### REQUIRED ACTION
Every line in the entries that holds the word "Option" counts toward the answer, which should be a single number.
━━ RECORD SET ━━
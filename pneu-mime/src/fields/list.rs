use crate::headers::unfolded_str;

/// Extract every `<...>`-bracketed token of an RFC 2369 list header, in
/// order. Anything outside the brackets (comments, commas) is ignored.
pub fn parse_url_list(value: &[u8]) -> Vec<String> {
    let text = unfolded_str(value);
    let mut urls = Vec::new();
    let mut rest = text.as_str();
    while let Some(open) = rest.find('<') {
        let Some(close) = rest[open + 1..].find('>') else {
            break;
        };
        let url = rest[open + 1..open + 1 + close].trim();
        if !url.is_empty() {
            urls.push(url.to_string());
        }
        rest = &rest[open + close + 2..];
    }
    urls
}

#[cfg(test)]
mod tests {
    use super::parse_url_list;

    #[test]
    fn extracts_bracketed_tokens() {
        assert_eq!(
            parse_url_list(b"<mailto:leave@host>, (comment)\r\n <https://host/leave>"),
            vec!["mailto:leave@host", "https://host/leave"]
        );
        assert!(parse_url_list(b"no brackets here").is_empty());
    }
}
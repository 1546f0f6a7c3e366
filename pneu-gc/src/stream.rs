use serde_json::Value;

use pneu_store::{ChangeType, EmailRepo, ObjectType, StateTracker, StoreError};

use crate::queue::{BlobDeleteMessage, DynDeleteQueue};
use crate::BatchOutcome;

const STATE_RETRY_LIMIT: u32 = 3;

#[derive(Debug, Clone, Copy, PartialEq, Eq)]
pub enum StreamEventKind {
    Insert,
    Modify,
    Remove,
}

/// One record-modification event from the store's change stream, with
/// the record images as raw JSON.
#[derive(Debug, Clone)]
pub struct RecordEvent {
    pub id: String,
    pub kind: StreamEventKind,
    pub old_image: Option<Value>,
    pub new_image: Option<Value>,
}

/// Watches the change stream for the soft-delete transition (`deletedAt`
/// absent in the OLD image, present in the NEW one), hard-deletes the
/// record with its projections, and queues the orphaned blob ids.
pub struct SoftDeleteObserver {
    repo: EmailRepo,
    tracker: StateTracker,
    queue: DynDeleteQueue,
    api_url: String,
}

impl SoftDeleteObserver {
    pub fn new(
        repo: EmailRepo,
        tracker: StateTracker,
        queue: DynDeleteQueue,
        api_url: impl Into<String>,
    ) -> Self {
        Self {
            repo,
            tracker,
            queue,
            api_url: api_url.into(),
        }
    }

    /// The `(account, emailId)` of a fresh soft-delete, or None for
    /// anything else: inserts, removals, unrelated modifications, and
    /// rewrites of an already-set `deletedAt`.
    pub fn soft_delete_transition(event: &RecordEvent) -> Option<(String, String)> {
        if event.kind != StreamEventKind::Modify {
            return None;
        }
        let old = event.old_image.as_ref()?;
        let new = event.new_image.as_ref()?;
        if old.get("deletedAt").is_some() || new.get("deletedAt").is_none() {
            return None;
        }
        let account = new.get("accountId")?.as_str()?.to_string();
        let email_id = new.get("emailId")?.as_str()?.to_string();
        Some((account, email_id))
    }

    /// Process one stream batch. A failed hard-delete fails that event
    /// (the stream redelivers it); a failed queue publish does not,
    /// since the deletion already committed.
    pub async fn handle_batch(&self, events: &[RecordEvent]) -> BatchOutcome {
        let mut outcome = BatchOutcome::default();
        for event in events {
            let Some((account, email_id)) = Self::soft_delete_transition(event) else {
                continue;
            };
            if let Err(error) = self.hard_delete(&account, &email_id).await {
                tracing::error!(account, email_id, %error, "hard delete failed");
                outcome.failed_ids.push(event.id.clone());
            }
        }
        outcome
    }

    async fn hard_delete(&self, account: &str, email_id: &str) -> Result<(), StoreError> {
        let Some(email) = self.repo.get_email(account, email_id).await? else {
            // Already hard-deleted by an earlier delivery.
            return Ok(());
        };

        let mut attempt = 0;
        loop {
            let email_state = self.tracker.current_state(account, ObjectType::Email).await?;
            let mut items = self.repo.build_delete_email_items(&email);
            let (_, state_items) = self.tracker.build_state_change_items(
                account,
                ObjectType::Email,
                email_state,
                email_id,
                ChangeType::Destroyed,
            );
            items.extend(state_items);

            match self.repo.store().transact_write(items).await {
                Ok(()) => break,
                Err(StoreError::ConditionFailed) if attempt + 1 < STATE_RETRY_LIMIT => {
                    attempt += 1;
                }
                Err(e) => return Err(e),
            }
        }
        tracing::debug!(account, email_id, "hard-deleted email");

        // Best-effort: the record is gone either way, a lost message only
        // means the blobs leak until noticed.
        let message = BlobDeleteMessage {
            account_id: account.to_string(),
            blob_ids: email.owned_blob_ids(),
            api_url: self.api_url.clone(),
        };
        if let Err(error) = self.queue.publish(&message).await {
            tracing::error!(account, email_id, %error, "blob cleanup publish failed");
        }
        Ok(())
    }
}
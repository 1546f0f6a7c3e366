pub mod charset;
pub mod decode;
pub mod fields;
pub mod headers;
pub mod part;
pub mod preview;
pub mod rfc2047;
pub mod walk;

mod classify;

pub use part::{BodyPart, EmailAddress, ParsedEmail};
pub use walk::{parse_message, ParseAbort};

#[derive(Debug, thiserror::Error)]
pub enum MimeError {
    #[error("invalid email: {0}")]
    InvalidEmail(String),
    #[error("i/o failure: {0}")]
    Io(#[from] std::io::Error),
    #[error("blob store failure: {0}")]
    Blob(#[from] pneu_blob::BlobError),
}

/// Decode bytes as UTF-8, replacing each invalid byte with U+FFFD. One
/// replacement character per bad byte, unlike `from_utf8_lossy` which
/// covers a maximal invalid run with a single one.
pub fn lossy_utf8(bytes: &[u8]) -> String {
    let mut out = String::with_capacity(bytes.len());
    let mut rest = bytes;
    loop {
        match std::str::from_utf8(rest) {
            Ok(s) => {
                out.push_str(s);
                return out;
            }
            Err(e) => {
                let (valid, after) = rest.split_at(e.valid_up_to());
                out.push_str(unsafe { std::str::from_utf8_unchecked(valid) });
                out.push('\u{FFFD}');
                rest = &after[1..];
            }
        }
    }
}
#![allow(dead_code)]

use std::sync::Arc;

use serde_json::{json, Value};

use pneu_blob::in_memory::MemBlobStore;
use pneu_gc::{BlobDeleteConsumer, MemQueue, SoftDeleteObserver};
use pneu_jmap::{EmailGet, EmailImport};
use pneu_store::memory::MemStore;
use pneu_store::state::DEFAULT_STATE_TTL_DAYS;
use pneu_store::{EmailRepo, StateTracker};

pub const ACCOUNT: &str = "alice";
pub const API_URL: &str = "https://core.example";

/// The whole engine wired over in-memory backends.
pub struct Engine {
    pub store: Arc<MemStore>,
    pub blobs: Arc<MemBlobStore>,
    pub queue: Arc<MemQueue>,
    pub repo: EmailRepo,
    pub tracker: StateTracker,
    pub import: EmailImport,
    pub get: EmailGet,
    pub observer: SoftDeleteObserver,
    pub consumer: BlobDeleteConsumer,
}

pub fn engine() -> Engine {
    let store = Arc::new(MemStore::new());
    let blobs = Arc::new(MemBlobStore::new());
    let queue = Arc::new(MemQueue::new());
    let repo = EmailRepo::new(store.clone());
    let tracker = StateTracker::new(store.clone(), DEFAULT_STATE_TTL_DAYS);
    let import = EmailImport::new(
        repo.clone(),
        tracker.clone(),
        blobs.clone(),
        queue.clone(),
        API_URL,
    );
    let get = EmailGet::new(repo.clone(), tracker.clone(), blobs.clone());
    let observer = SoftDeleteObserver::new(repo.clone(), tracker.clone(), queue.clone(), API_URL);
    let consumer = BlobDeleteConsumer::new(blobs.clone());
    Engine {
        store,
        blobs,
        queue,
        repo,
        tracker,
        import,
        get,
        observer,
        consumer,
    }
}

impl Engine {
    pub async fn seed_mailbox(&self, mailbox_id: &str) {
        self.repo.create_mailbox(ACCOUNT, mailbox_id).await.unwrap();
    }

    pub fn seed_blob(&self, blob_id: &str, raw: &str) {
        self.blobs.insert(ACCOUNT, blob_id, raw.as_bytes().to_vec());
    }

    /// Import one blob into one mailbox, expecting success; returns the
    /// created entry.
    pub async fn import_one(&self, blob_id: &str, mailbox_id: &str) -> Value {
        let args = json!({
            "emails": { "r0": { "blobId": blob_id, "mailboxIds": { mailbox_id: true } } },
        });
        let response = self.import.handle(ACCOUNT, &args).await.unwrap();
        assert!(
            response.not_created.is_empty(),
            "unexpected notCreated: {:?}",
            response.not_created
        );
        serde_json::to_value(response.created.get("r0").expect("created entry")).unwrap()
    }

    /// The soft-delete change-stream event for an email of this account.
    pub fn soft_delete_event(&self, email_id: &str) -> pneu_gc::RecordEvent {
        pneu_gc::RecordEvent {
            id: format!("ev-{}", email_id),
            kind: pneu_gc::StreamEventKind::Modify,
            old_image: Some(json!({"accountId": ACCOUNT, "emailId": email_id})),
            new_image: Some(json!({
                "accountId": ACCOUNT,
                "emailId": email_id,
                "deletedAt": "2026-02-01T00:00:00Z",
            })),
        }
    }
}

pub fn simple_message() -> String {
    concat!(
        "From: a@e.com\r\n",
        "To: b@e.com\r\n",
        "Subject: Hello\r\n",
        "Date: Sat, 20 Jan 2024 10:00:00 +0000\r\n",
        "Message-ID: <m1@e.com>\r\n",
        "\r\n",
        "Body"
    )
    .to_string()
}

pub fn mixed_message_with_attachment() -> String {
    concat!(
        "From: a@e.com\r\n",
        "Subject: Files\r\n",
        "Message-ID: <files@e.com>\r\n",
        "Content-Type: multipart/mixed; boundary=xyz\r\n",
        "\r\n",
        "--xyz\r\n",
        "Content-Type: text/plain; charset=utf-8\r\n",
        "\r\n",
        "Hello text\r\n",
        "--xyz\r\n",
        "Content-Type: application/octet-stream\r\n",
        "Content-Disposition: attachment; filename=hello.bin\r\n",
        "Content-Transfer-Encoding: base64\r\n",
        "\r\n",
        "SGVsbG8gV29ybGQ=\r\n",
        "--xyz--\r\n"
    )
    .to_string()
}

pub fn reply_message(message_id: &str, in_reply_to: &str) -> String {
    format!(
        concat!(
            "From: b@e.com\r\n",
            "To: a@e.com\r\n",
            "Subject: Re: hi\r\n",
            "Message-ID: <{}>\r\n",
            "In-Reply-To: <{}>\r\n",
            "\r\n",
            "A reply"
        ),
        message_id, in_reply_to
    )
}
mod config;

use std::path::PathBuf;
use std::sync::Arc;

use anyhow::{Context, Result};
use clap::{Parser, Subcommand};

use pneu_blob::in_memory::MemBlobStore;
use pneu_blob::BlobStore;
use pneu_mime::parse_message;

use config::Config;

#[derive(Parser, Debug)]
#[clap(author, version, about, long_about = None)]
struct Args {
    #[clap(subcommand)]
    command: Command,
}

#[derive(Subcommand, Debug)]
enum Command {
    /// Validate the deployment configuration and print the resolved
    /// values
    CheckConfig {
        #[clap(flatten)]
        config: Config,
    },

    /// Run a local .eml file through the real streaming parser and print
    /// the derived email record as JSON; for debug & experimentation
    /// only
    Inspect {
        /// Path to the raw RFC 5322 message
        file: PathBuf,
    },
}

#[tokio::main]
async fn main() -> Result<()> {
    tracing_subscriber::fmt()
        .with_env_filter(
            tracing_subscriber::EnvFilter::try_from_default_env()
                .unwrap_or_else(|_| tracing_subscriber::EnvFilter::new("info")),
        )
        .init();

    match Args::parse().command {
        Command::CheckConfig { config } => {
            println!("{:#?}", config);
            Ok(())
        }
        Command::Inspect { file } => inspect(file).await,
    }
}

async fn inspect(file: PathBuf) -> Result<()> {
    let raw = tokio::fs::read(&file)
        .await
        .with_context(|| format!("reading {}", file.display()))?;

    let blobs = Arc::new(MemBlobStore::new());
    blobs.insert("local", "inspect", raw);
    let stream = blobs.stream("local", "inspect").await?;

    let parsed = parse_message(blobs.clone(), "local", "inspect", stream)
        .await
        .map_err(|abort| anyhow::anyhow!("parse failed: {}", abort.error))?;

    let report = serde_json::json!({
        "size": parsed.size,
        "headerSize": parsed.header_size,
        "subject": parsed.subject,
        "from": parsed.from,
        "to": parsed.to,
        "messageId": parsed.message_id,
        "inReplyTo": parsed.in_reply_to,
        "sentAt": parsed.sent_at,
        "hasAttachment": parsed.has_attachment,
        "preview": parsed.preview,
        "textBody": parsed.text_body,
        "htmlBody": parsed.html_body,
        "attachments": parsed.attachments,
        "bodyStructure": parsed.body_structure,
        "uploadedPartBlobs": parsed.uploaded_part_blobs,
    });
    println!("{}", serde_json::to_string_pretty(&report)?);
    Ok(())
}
━━━
━━ RECORD SET ━━
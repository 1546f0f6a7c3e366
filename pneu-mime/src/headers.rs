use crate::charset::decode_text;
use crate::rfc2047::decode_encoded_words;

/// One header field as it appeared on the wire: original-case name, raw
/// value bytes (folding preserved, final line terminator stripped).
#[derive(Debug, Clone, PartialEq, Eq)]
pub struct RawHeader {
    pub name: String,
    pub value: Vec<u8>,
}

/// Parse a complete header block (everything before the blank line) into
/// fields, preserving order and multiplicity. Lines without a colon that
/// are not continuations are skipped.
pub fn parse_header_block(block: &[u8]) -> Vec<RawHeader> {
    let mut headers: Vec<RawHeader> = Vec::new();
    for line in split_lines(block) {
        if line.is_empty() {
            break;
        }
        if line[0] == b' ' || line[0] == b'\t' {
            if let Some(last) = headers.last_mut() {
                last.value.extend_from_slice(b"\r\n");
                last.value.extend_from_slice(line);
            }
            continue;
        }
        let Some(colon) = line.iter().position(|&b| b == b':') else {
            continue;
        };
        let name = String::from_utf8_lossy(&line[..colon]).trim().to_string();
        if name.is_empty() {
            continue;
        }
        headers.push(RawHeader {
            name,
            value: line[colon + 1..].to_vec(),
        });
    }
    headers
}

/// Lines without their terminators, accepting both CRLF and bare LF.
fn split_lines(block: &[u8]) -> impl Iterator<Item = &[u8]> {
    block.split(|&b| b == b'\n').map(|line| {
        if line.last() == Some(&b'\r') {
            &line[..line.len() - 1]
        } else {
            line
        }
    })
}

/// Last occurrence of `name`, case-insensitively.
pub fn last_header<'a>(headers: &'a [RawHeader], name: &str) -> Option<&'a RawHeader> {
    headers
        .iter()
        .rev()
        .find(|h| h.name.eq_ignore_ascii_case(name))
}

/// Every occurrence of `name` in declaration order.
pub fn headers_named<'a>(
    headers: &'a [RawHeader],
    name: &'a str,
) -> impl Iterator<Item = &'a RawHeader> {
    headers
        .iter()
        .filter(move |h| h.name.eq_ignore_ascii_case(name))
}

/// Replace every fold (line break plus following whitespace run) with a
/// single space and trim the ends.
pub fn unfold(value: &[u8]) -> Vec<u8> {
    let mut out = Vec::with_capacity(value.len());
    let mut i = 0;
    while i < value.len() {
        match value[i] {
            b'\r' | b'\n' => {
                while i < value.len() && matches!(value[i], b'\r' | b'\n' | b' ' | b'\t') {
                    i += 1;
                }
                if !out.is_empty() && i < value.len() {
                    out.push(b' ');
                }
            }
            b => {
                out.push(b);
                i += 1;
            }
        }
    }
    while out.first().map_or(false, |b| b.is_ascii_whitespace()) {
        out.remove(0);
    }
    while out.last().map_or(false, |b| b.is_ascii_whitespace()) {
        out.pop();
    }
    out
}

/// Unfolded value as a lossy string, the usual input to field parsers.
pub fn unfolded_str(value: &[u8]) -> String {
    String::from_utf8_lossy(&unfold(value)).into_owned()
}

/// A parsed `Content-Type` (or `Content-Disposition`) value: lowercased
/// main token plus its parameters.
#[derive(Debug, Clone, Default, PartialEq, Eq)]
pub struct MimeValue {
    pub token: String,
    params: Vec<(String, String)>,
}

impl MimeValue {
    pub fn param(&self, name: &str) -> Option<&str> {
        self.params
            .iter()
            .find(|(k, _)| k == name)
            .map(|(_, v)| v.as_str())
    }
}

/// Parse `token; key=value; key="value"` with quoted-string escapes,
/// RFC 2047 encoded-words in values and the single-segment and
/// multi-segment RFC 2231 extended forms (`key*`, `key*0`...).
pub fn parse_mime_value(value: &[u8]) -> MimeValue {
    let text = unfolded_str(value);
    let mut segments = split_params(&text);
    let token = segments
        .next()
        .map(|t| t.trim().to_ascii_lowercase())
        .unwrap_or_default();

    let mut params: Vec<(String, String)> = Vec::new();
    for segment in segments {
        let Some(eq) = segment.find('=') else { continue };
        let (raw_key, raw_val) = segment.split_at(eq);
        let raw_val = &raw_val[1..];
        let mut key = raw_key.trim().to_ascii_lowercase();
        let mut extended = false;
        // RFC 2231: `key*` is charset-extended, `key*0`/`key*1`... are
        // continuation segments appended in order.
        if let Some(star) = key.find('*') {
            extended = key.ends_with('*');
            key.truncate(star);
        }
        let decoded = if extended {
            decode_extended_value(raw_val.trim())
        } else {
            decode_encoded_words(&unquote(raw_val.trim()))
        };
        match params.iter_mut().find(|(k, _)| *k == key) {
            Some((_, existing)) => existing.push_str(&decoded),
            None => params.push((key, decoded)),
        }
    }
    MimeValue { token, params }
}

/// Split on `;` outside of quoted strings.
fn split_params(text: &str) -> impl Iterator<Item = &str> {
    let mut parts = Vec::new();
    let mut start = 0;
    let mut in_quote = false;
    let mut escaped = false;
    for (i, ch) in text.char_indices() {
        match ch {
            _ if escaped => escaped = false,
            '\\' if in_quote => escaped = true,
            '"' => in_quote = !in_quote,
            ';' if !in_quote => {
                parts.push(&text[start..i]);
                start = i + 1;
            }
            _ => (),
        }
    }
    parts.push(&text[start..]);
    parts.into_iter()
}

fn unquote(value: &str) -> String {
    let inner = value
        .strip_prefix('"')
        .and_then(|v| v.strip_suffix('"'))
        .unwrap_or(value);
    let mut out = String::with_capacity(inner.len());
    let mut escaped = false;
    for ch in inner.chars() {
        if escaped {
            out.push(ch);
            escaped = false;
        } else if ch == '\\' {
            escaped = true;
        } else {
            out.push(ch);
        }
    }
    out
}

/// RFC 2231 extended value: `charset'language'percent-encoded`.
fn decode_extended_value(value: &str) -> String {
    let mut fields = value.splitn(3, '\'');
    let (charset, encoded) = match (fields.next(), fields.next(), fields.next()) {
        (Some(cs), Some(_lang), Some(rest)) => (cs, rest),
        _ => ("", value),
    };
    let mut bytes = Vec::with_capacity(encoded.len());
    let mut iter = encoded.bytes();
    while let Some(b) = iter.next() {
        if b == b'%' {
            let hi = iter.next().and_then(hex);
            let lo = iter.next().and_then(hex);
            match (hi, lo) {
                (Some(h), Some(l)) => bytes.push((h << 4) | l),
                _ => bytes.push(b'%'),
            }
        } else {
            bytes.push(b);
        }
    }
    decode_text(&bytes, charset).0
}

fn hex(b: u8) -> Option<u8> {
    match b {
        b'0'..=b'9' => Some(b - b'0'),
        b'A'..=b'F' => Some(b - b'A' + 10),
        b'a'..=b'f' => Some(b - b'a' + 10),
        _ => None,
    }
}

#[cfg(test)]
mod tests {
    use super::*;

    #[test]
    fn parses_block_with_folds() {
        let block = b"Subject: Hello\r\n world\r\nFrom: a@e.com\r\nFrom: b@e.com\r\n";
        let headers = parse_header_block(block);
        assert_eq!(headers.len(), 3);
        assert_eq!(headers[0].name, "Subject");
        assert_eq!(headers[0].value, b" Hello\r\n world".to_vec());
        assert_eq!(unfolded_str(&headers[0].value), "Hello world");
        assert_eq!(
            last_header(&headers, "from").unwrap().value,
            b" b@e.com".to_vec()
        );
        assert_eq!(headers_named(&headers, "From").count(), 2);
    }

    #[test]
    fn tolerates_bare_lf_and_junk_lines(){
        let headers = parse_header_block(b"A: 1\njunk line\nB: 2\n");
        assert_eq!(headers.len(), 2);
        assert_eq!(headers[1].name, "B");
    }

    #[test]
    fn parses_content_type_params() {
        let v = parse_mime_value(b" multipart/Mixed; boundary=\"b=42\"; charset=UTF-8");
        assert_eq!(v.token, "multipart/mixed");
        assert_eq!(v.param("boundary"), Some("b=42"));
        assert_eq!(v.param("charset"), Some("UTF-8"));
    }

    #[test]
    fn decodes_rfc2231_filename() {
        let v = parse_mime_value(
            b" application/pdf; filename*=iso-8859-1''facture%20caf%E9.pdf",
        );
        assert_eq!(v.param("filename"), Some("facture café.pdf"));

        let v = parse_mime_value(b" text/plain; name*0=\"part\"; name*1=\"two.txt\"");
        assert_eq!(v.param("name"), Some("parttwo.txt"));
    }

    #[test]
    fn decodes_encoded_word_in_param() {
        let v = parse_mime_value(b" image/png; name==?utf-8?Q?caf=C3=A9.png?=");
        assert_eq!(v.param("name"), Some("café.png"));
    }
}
━━━
### RESPONSE
6